» EXERCISE BRIEF
Set the following entries down again exactly, line by line.

» INPUT MATERIAL
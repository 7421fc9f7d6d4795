//! Hardware seams for the MAGI instrument.
//!
//! The control loop only ever talks to the thermal hardware through these
//! traits, so the same loop runs against the simulated plant, test spies, and
//! the Raspberry Pi peripherals.
pub mod clock;

pub use clock::{Clock, ManualClock, MonotonicClock};

/// Boxed error crossing the hardware boundary.
pub type HwResult<T> = Result<T, Box<dyn std::error::Error + Send + Sync>>;

/// Analog input channels wired to the chip's temperature sensing bridge.
#[derive(Debug, Clone, Copy, PartialEq, Eq, Hash)]
pub enum Channel {
    /// Shared reference; subtracted from both measurement channels.
    Baseline,
    /// Sensor under the chip.
    Bottom,
    /// Sensor above the chip.
    Top,
}

impl Channel {
    pub const ALL: [Channel; 3] = [Channel::Baseline, Channel::Bottom, Channel::Top];

    /// ADC input index.
    pub fn index(self) -> u8 {
        match self {
            Channel::Baseline => 0,
            Channel::Bottom => 1,
            Channel::Top => 2,
        }
    }
}

pub trait Sensor {
    /// Read one channel, normalized to [0, 1] of the ADC range.
    ///
    /// Implementations must give up once `timeout` has elapsed and report it
    /// as an error; the caller treats that as a transient failure.
    fn read_channel(&mut self, channel: Channel, timeout: std::time::Duration) -> HwResult<f64>;
}

pub trait Heater {
    /// Drive the heater PWM at `percent` duty, 0..=100.
    fn set_duty_cycle(&mut self, percent: f64) -> HwResult<()>;
    /// Switch the auxiliary cooling fan.
    fn set_auxiliary(&mut self, on: bool) -> HwResult<()>;
}

impl<T: Sensor + ?Sized> Sensor for Box<T> {
    fn read_channel(&mut self, channel: Channel, timeout: std::time::Duration) -> HwResult<f64> {
        (**self).read_channel(channel, timeout)
    }
}

impl<T: Heater + ?Sized> Heater for Box<T> {
    fn set_duty_cycle(&mut self, percent: f64) -> HwResult<()> {
        (**self).set_duty_cycle(percent)
    }
    fn set_auxiliary(&mut self, on: bool) -> HwResult<()> {
        (**self).set_auxiliary(on)
    }
}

» WRITTEN SOLUTION
repository 7421fc9f7d6d4795
//! Hardware seams for the MAGI instrument.
//!
//! The control loop only ever talks to the thermal hardware through these
//! traits, so the same loop runs against the simulated plant, test spies, and
//! the Raspberry Pi peripherals.
pub mod clock;

pub use clock::{Clock, ManualClock, MonotonicClock};

/// Boxed error crossing the hardware boundary.
pub type HwResult<T> = Result<T, Box<dyn std::error::Error + Send + Sync>>;

/// Analog input channels wired to the chip's temperature sensing bridge.
#[derive(Debug, Clone, Copy, PartialEq, Eq, Hash)]
pub enum Channel {
    /// Shared reference; subtracted from both measurement channels.
    Baseline,
    /// Sensor under the chip.
    Bottom,
    /// Sensor above the chip.
    Top,
}

impl Channel {
    pub const ALL: [Channel; 3] = [Channel::Baseline, Channel::Bottom, Channel::Top];

    /// ADC input index.
    pub fn index(self) -> u8 {
        match self {
            Channel::Baseline => 0,
            Channel::Bottom => 1,
            Channel::Top => 2,
        }
    }
}

pub trait Sensor {
    /// Read one channel, normalized to [0, 1] of the ADC range.
    ///
    /// Implementations must give up once `timeout` has elapsed and report it
    /// as an error; the caller treats that as a transient failure.
    fn read_channel(&mut self, channel: Channel, timeout: std::time::Duration) -> HwResult<f64>;
}

pub trait Heater {
    /// Drive the heater PWM at `percent` duty, 0..=100.
    fn set_duty_cycle(&mut self, percent: f64) -> HwResult<()>;
    /// Switch the auxiliary cooling fan.
    fn set_auxiliary(&mut self, on: bool) -> HwResult<()>;
}

impl<T: Sensor + ?Sized> Sensor for Box<T> {
    fn read_channel(&mut self, channel: Channel, timeout: std::time::Duration) -> HwResult<f64> {
        (**self).read_channel(channel, timeout)
    }
}

impl<T: Heater + ?Sized> Heater for Box<T> {
    fn set_duty_cycle(&mut self, percent: f64) -> HwResult<()> {
        (**self).set_duty_cycle(percent)
    }
    fn set_auxiliary(&mut self, on: bool) -> HwResult<()> {
        (**self).set_auxiliary(on)
    }
}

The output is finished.